**Your task:**
Copy out each line of the data that holds the string "path".

**Task material:**
+++
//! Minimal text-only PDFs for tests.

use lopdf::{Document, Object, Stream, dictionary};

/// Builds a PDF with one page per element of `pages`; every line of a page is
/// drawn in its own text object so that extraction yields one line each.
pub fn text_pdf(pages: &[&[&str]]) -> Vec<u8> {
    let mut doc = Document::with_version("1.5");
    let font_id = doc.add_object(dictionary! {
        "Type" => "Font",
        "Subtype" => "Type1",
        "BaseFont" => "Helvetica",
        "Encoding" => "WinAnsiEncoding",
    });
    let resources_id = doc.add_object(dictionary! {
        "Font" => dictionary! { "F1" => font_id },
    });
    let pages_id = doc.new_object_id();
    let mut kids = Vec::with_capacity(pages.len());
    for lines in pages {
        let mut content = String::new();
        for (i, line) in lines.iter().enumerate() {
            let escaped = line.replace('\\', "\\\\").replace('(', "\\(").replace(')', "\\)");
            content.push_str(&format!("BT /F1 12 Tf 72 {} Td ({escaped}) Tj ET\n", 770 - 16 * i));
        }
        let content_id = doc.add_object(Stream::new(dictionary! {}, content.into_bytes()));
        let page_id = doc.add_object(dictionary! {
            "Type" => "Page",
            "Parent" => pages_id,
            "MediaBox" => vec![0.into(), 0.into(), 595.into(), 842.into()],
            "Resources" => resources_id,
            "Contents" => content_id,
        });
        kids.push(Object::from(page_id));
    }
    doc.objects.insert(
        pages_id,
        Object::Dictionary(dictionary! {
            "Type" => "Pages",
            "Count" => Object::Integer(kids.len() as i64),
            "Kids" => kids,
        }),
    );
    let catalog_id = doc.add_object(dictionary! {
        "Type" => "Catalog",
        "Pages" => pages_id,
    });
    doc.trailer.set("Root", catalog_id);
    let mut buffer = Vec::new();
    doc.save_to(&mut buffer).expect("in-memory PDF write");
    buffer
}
+++
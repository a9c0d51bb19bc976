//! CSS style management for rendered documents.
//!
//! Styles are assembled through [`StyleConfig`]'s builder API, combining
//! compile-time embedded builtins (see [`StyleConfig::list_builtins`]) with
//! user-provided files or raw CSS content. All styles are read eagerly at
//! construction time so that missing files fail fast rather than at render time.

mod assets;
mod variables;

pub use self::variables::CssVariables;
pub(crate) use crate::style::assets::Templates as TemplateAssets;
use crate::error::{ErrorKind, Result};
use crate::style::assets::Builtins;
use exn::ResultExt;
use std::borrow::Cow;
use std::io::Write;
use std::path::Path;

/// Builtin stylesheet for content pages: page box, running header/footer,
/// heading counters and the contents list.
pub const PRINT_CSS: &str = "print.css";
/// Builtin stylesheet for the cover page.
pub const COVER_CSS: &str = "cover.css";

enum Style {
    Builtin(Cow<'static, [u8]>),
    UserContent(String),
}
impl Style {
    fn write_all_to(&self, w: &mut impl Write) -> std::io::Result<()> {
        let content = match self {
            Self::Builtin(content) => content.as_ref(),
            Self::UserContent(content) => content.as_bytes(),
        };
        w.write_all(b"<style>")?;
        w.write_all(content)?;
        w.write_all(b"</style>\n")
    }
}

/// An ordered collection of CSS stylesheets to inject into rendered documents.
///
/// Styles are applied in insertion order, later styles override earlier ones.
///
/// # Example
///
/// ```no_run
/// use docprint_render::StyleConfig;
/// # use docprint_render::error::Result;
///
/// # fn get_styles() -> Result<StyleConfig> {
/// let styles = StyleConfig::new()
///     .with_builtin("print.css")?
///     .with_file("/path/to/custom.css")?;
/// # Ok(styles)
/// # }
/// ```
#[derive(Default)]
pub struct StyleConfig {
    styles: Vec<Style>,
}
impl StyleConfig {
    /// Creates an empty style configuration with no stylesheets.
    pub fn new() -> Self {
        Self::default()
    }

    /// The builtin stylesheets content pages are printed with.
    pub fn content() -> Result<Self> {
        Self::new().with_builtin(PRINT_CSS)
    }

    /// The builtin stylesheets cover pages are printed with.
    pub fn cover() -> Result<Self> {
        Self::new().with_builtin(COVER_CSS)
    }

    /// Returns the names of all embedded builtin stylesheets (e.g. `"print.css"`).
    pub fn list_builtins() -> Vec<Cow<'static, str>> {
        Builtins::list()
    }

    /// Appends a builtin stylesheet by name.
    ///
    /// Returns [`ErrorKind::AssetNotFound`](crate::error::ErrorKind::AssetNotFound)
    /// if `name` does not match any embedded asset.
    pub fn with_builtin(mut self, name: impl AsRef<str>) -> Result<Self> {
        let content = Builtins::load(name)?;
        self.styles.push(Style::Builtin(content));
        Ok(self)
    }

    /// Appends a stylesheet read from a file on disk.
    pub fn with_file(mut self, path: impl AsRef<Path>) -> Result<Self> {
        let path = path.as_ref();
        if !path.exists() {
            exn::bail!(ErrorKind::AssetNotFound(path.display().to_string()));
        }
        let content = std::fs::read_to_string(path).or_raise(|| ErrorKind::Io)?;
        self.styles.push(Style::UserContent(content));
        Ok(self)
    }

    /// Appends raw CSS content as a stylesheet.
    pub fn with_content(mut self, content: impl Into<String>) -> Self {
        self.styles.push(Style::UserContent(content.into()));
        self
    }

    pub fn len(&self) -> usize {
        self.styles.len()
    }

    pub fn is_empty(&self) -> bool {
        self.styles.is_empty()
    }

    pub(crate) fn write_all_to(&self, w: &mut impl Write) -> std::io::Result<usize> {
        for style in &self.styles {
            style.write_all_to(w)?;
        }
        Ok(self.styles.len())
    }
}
+++
**Completed exercise:**
use std::path::Path;
///     .with_file("/path/to/custom.css")?;
    pub fn with_file(mut self, path: impl AsRef<Path>) -> Result<Self> {
        let path = path.as_ref();
        if !path.exists() {
            exn::bail!(ErrorKind::AssetNotFound(path.display().to_string()));
        let content = std::fs::read_to_string(path).or_raise(|| ErrorKind::Io)?;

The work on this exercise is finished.